[Stored data Boundary: Start]

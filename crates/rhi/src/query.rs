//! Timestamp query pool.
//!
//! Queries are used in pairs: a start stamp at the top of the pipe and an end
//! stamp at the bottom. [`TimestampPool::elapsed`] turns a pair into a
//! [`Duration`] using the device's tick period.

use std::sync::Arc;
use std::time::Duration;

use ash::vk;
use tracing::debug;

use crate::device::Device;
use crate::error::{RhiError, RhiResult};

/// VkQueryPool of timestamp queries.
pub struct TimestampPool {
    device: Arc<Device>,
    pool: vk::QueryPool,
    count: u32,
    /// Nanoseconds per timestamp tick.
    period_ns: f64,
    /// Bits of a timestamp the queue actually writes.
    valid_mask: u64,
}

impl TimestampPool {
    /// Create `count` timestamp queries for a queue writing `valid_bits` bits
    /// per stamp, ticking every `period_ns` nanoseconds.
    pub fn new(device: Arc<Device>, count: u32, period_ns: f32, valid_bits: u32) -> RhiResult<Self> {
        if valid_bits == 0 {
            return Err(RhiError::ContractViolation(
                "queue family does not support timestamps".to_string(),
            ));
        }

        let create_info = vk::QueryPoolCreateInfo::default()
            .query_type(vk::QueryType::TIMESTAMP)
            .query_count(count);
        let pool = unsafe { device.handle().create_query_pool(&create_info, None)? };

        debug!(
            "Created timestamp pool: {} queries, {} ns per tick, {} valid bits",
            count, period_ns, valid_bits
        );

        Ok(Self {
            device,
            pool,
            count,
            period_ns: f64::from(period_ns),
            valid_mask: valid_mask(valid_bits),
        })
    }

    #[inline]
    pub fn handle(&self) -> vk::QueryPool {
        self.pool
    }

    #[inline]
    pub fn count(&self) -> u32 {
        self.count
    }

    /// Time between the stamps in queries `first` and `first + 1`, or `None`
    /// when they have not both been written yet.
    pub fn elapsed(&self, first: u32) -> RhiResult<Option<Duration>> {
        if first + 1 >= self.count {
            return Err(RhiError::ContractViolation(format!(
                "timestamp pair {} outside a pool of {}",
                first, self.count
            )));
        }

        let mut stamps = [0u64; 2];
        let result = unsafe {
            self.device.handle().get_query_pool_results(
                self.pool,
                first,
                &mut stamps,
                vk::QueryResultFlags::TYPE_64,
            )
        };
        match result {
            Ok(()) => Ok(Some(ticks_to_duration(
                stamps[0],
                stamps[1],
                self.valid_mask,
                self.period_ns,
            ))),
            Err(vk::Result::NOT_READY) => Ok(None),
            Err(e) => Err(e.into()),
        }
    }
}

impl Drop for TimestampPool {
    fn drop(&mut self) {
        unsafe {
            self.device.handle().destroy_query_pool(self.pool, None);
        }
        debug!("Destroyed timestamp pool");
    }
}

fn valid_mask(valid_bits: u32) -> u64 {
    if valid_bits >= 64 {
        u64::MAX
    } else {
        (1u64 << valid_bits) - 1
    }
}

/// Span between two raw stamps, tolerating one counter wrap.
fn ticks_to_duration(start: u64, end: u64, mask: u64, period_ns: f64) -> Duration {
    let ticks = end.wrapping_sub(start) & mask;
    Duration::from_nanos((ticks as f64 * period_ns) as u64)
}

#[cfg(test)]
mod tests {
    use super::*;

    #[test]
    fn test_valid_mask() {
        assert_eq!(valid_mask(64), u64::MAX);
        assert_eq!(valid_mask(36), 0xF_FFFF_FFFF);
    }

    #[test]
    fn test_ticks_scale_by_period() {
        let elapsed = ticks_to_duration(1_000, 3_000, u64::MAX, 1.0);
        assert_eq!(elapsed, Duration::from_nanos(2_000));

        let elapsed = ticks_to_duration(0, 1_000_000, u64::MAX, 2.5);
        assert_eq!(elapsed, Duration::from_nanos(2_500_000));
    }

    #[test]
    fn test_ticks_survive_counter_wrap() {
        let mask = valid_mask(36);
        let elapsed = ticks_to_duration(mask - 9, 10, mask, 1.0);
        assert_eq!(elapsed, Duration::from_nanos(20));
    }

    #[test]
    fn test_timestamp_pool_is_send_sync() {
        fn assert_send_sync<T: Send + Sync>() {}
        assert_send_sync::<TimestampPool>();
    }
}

[Stored data Boundary: End]

▸ Requirement:
Copy, word for word, the line that contains "let elapsed = ticks_to_duration(1_000, 3_000, u64::MAX, 1.0);" and every line after it through the end of the records, and nothing else.

▸ Response to this exercise:
        let elapsed = ticks_to_duration(1_000, 3_000, u64::MAX, 1.0);
        assert_eq!(elapsed, Duration::from_nanos(2_000));

        let elapsed = ticks_to_duration(0, 1_000_000, u64::MAX, 2.5);
        assert_eq!(elapsed, Duration::from_nanos(2_500_000));
    }

    #[test]
    fn test_ticks_survive_counter_wrap() {
        let mask = valid_mask(36);
        let elapsed = ticks_to_duration(mask - 9, 10, mask, 1.0);
        assert_eq!(elapsed, Duration::from_nanos(20));
    }

    #[test]
    fn test_timestamp_pool_is_send_sync() {
        fn assert_send_sync<T: Send + Sync>() {}
        assert_send_sync::<TimestampPool>();
    }
}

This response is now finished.